> [PROBLEM TO WORK ON] Whenever a line in this data holds the word "summary", report that line in full.

[Dataset entries]
BEGIN

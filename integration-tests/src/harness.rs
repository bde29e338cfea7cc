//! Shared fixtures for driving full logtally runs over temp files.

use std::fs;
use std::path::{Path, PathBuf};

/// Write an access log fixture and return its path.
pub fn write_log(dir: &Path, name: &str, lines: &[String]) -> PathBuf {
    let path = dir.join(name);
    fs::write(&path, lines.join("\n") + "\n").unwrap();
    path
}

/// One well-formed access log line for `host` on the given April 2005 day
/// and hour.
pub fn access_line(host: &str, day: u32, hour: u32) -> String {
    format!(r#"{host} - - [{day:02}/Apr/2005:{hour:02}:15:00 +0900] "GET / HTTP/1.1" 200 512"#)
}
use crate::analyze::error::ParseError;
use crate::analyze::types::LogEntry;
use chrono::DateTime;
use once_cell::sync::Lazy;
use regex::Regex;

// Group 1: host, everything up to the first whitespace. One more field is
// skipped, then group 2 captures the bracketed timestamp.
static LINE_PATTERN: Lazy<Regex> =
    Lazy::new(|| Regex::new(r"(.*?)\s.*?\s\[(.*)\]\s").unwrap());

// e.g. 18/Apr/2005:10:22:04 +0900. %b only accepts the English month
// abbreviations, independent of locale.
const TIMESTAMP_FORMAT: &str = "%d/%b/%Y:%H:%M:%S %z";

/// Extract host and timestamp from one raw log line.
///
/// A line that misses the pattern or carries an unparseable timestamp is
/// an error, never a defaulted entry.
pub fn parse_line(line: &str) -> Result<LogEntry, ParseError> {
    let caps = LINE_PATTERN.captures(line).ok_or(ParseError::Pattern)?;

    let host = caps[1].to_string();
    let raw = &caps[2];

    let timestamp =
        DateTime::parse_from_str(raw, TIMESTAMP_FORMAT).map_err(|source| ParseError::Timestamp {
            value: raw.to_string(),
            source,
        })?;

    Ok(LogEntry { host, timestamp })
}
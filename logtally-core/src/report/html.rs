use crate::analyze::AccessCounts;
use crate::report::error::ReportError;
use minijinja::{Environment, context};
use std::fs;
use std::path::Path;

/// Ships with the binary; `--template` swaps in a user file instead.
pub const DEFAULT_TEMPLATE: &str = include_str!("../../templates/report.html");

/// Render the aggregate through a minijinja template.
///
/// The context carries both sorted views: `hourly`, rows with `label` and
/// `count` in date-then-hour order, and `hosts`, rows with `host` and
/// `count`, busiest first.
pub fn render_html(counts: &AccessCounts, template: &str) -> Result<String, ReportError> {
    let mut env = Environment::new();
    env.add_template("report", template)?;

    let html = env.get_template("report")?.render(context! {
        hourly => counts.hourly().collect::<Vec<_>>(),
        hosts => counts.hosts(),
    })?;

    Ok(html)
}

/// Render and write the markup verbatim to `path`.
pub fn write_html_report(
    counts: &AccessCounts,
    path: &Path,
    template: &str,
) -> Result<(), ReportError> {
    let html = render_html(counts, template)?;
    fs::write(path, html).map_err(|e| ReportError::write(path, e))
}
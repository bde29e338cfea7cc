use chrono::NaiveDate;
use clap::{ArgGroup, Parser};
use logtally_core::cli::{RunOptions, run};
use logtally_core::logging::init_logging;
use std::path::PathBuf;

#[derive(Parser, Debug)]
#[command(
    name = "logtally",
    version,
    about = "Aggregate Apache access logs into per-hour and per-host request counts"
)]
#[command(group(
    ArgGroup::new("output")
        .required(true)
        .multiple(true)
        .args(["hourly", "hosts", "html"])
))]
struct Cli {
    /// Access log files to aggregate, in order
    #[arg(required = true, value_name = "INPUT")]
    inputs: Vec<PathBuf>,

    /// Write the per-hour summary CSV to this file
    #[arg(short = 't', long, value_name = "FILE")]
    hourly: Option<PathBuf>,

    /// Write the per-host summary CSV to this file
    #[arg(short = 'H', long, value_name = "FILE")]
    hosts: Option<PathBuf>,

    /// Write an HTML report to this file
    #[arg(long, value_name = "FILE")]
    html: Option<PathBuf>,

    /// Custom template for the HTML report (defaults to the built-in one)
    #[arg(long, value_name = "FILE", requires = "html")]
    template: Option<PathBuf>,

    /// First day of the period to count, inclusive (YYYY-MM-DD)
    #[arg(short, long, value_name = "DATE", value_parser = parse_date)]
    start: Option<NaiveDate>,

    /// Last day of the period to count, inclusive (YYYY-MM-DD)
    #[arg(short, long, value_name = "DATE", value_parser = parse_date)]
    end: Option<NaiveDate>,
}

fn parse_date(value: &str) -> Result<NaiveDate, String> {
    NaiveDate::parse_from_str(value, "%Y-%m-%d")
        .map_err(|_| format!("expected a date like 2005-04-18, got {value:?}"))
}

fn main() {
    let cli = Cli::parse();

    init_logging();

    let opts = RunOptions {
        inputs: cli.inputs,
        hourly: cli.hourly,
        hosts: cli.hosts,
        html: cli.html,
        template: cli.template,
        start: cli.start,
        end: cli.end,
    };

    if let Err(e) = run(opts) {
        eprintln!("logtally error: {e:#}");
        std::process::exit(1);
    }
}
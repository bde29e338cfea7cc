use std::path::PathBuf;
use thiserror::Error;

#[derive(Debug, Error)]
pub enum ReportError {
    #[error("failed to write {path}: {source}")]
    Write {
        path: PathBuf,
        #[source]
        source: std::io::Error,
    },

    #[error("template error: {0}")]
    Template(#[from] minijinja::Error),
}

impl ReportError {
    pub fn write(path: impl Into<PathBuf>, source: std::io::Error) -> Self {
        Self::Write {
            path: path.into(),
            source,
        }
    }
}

END

> [SOLUTION TO THE EXERCISE]
    /// Write the per-hour summary CSV to this file
    /// Write the per-host summary CSV to this file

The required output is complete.